» **WHAT TO DO**
Reproduce the records word for word, from the first line to the line containing "for that case.".

» **INPUT DATA**

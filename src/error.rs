//! Error handling for Wavseal
//!
//! Every failure carries a stable error code and, where it helps, a recovery
//! suggestion for the CLI. A signature that does not match is not an error:
//! verification returns `Ok(false)` for that case.

use std::path::PathBuf;

use thiserror::Error;

/// Result type alias for Wavseal operations
pub type Result<T> = std::result::Result<T, WavsealError>;

/// Main error type for Wavseal operations
#[derive(Error, Debug)]
pub enum WavsealError {
    // Codec Errors
    #[error(
        "Out of capacity: need {required_samples} samples, buffer has {available_samples}"
    )]
    OutOfCapacity {
        required_samples: usize,
        available_samples: usize,
    },

    #[error("Invalid sample buffer: {reason}")]
    InvalidBuffer { reason: String },

    // Key Errors
    #[error("Invalid key material: {reason}")]
    KeyFormat { reason: String },

    // Audio Errors
    #[error("Invalid audio file: {reason}")]
    InvalidAudio {
        reason: String,
        #[source]
        source: Option<hound::Error>,
    },

    #[error("Unsupported audio format: {format}")]
    UnsupportedFormat { format: String },

    // File Errors
    #[error("Failed to read file: {path}: {source}")]
    FileRead {
        path: PathBuf,
        #[source]
        source: std::io::Error,
    },

    #[error("Failed to write file: {path}: {source}")]
    FileWrite {
        path: PathBuf,
        #[source]
        source: std::io::Error,
    },

    // Configuration Errors
    #[error("Configuration error: {reason}")]
    Config { reason: String },

    // I/O Errors
    #[error("I/O error: {0}")]
    Io(#[from] std::io::Error),

    // Serialization Errors
    #[error("Serialization error: {0}")]
    Serialization(#[from] serde_json::Error),
}

impl WavsealError {
    /// Get the error code for this error type
    pub fn error_code(&self) -> &'static str {
        match self {
            WavsealError::OutOfCapacity { .. } => "OUT_OF_CAPACITY",
            WavsealError::InvalidBuffer { .. } => "INVALID_BUFFER",
            WavsealError::KeyFormat { .. } => "KEY_FORMAT",
            WavsealError::InvalidAudio { .. } => "INVALID_AUDIO",
            WavsealError::UnsupportedFormat { .. } => "UNSUPPORTED_FORMAT",
            WavsealError::FileRead { .. } => "FILE_READ",
            WavsealError::FileWrite { .. } => "FILE_WRITE",
            WavsealError::Config { .. } => "CONFIG",
            WavsealError::Io(_) => "IO_ERROR",
            WavsealError::Serialization(_) => "SERIALIZATION_ERROR",
        }
    }

    /// True for I/O failures, which cover both key and audio storage
    pub fn is_io(&self) -> bool {
        matches!(
            self,
            WavsealError::Io(_) | WavsealError::FileRead { .. } | WavsealError::FileWrite { .. }
        )
    }

    /// Check if this error is recoverable by the user without changing the input
    pub fn is_recoverable(&self) -> bool {
        matches!(
            self,
            WavsealError::FileRead { .. }
                | WavsealError::FileWrite { .. }
                | WavsealError::KeyFormat { .. }
                | WavsealError::Config { .. }
        )
    }

    /// Get recovery suggestions for this error
    pub fn recovery_suggestions(&self) -> Vec<&'static str> {
        match self {
            WavsealError::OutOfCapacity { .. } => vec![
                "The audio is too short to hold the message",
                "A signature needs at least 520 samples (about 12ms of mono 44.1kHz audio)",
            ],
            WavsealError::KeyFormat { .. } => vec![
                "Ed25519 keys are exactly 32 raw bytes",
                "Public keys given as text must be standard base64",
                "Run 'wavseal generate-keys' to create a fresh pair",
            ],
            WavsealError::InvalidAudio { .. } => vec![
                "Only uncompressed WAV files are supported",
                "Lossy formats destroy embedded signatures; convert losslessly first",
            ],
            WavsealError::UnsupportedFormat { .. } => vec![
                "Supported formats: 8, 16, 24, 32-bit integer PCM and 32-bit float WAV",
            ],
            WavsealError::FileRead { .. } => vec![
                "Check the file path is correct",
                "Verify the file hasn't been moved or deleted",
            ],
            WavsealError::FileWrite { .. } => vec![
                "Check the destination directory is writable",
                "Free up disk space",
            ],
            WavsealError::Config { .. } => vec![
                "Check WAVSEAL_* environment variables and the --config file",
                "Valid byte orders: little, big, native",
            ],
            _ => vec![],
        }
    }
}

#[cfg(test)]
mod tests {
    use super::*;

    #[test]
    fn test_error_codes() {
        let err = WavsealError::OutOfCapacity {
            required_samples: 520,
            available_samples: 519,
        };
        assert_eq!(err.error_code(), "OUT_OF_CAPACITY");
        assert!(!err.is_recoverable());
        assert!(!err.is_io());
    }

    #[test]
    fn test_recovery_suggestions() {
        let err = WavsealError::KeyFormat {
            reason: "expected 32 bytes, got 31".to_string(),
        };
        assert!(!err.recovery_suggestions().is_empty());
        assert!(err.is_recoverable());
    }

    #[test]
    fn test_io_errors_are_grouped() {
        let err = WavsealError::FileRead {
            path: PathBuf::from("key/signing_key.pem"),
            source: std::io::Error::new(std::io::ErrorKind::NotFound, "missing"),
        };
        assert!(err.is_io());
        assert!(err.to_string().contains("signing_key.pem"));
    }
}
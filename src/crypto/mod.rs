//! Cryptography Module
//!
//! Ed25519 keys and the signature protocol that hides signatures in audio.

pub mod keys;
pub mod protocol;

pub use keys::{KeyManager, KeyPair, KeyPaths};
pub use protocol::{
    blank_signature_region, extract_signature, sign, sign_file, verify, verify_file,
    SignOutcome, SIGNATURE_SLOT_SAMPLES,
};
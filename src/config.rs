//! Configuration
//!
//! Resolved in increasing precedence: built-in defaults, an optional JSON
//! file, `WAVSEAL_*` environment variables, then CLI flags (applied by the
//! caller).

use std::fs;
use std::path::{Path, PathBuf};

use log::debug;
use serde::{Deserialize, Serialize};

use crate::crypto::keys::KeyPaths;
use crate::engine::buffer::ByteOrder;
use crate::error::{Result, WavsealError};

pub const ENV_SIGNING_KEY: &str = "WAVSEAL_SIGNING_KEY";
pub const ENV_VERIFYING_KEY: &str = "WAVSEAL_VERIFYING_KEY";
pub const ENV_BYTE_ORDER: &str = "WAVSEAL_BYTE_ORDER";

#[derive(Debug, Clone, Default, PartialEq, Eq, Serialize, Deserialize)]
#[serde(default)]
pub struct WavsealConfig {
    pub keys: KeyPaths,
    /// Which byte of each sample carries the embedded bit
    pub byte_order: ByteOrder,
}

impl WavsealConfig {
    /// Defaults, overlaid with `config_path` if given, then the environment
    pub fn load(config_path: Option<&Path>) -> Result<Self> {
        let config = match config_path {
            Some(path) => Self::from_file(path)?,
            None => Self::default(),
        };
        config.with_env(|name| std::env::var(name).ok())
    }

    /// Read a JSON config file; missing fields take their defaults
    pub fn from_file(path: &Path) -> Result<Self> {
        let content = fs::read_to_string(path).map_err(|e| WavsealError::FileRead {
            path: path.to_path_buf(),
            source: e,
        })?;

        let config: WavsealConfig =
            serde_json::from_str(&content).map_err(|e| WavsealError::Config {
                reason: format!("{}: {}", path.display(), e),
            })?;

        debug!("Loaded config from {}", path.display());
        Ok(config)
    }

    /// Apply overrides from an environment lookup
    pub fn with_env<F>(mut self, lookup: F) -> Result<Self>
    where
        F: Fn(&str) -> Option<String>,
    {
        if let Some(path) = lookup(ENV_SIGNING_KEY) {
            self.keys.signing_key_path = PathBuf::from(path);
        }
        if let Some(path) = lookup(ENV_VERIFYING_KEY) {
            self.keys.verifying_key_path = PathBuf::from(path);
        }
        if let Some(order) = lookup(ENV_BYTE_ORDER) {
            self.byte_order = order.parse()?;
        }
        Ok(self)
    }

    pub fn save(&self, path: &Path) -> Result<()> {
        let content = serde_json::to_string_pretty(self)?;
        fs::write(path, content).map_err(|e| WavsealError::FileWrite {
            path: path.to_path_buf(),
            source: e,
        })
    }
}

#[cfg(test)]
mod tests {
    use super::*;
    use pretty_assertions::assert_eq;
    use std::collections::HashMap;
    use tempfile::tempdir;

    #[test]
    fn test_defaults() {
        let config = WavsealConfig::default();
        assert_eq!(config.byte_order, ByteOrder::Little);
        assert_eq!(
            config.keys.signing_key_path,
            PathBuf::from("key/signing_key.pem")
        );
    }

    #[test]
    fn test_partial_file_keeps_defaults() {
        let dir = tempdir().unwrap();
        let path = dir.path().join("wavseal.json");
        fs::write(&path, r#"{ "byte_order": "native" }"#).unwrap();

        let config = WavsealConfig::from_file(&path).unwrap();

        assert_eq!(config.byte_order, ByteOrder::Native);
        assert_eq!(config.keys, KeyPaths::default());
    }

    #[test]
    fn test_save_and_reload() {
        let dir = tempdir().unwrap();
        let path = dir.path().join("wavseal.json");
        let config = WavsealConfig {
            keys: KeyPaths {
                signing_key_path: PathBuf::from("/secure/sk"),
                verifying_key_path: PathBuf::from("/public/pk"),
            },
            byte_order: ByteOrder::Big,
        };

        config.save(&path).unwrap();

        assert_eq!(WavsealConfig::from_file(&path).unwrap(), config);
    }

    #[test]
    fn test_env_overrides() {
        let env: HashMap<&str, &str> = [
            (ENV_VERIFYING_KEY, "/tmp/pk.pub"),
            (ENV_BYTE_ORDER, "big"),
        ]
        .into_iter()
        .collect();

        let config = WavsealConfig::default()
            .with_env(|name| env.get(name).map(|v| v.to_string()))
            .unwrap();

        assert_eq!(config.byte_order, ByteOrder::Big);
        assert_eq!(config.keys.verifying_key_path, PathBuf::from("/tmp/pk.pub"));
        assert_eq!(
            config.keys.signing_key_path,
            PathBuf::from("key/signing_key.pem")
        );
    }

    #[test]
    fn test_bad_values_are_config_errors() {
        let err = WavsealConfig::default()
            .with_env(|name| (name == ENV_BYTE_ORDER).then(|| "sideways".to_string()))
            .unwrap_err();
        assert_eq!(err.error_code(), "CONFIG");

        let dir = tempdir().unwrap();
        let path = dir.path().join("broken.json");
        fs::write(&path, "{ not json").unwrap();
        assert_eq!(
            WavsealConfig::from_file(&path).unwrap_err().error_code(),
            "CONFIG"
        );
    }
}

» **ANSWER SECTION**
filename src/error.rs
//! Error handling for Wavseal
//!
//! Every failure carries a stable error code and, where it helps, a recovery
//! suggestion for the CLI. A signature that does not match is not an error:
//! verification returns `Ok(false)` for that case.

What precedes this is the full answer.